I need the number of lines in the data that include "constants"; reply with that number alone.

╭─ ENTRIES SHOWN

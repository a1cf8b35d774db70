//! Engine configuration.
//!
//! Replaces the upstream `rlm` Python modules' reliance on module-level
//! globals (`MEMORY_DIR`, `DB_PATH`) with an explicit value constructed
//! once at startup and threaded through the engine, per spec.md §9.

use std::path::PathBuf;
use std::time::Duration;

use crate::constants;

/// Configuration for one engine instance.
#[derive(Debug, Clone)]
pub struct EngineConfig {
    /// Path to the SQLite database file.
    pub db_path: PathBuf,
    /// Command used to invoke the external LM oracle (e.g. `claude`).
    pub oracle_command: String,
    /// Timeout for tag/summary oracle calls.
    pub oracle_timeout: Duration,
    /// Timeout for the (larger-prompt) fact oracle call.
    pub fact_oracle_timeout: Duration,
    /// Char threshold above which `smart_remember` writes two episodes.
    pub summary_threshold: usize,
    /// Char threshold above which a stored episode gets a chunk manifest.
    pub chunk_threshold: usize,
    /// Minimum confidence for a fact to be stored.
    pub min_confidence: f64,
}

impl Default for EngineConfig {
    fn default() -> Self {
        Self {
            db_path: default_db_path(),
            oracle_command: "claude".to_string(),
            oracle_timeout: constants::DEFAULT_ORACLE_TIMEOUT,
            fact_oracle_timeout: constants::FACT_ORACLE_TIMEOUT,
            summary_threshold: constants::SUMMARY_THRESHOLD,
            chunk_threshold: constants::CHUNK_THRESHOLD,
            min_confidence: constants::MIN_CONFIDENCE,
        }
    }
}

impl EngineConfig {
    /// Build a configuration from environment variables layered over
    /// defaults: `RLM_DB_PATH`, `RLM_ORACLE_CMD`. Read once at process
    /// startup; no hot-reload.
    #[must_use]
    pub fn from_env() -> Self {
        let mut cfg = Self::default();
        if let Ok(path) = std::env::var("RLM_DB_PATH") {
            cfg.db_path = PathBuf::from(path);
        }
        if let Ok(cmd) = std::env::var("RLM_ORACLE_CMD") {
            cfg.oracle_command = cmd;
        }
        cfg
    }
}

/// `~/.rlm/memory/memory.db`, matching the upstream `MEMORY_DIR`/`DB_PATH`
/// layout (spec.md §6.4).
fn default_db_path() -> PathBuf {
    let home = dirs::home_dir().unwrap_or_else(|| PathBuf::from("."));
    home.join(".rlm").join("memory").join("memory.db")
}

#[cfg(test)]
mod tests {
    use super::*;

    #[test]
    fn default_config_uses_expected_thresholds() {
        let cfg = EngineConfig::default();
        assert_eq!(cfg.summary_threshold, 4000);
        assert_eq!(cfg.chunk_threshold, 10_000);
        assert!((cfg.min_confidence - 0.75).abs() < f64::EPSILON);
    }

    #[test]
    fn db_path_ends_in_memory_db() {
        let cfg = EngineConfig::default();
        assert_eq!(cfg.db_path.file_name().unwrap(), "memory.db");
    }
}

╰─

* _EXERCISE SOLUTION_
6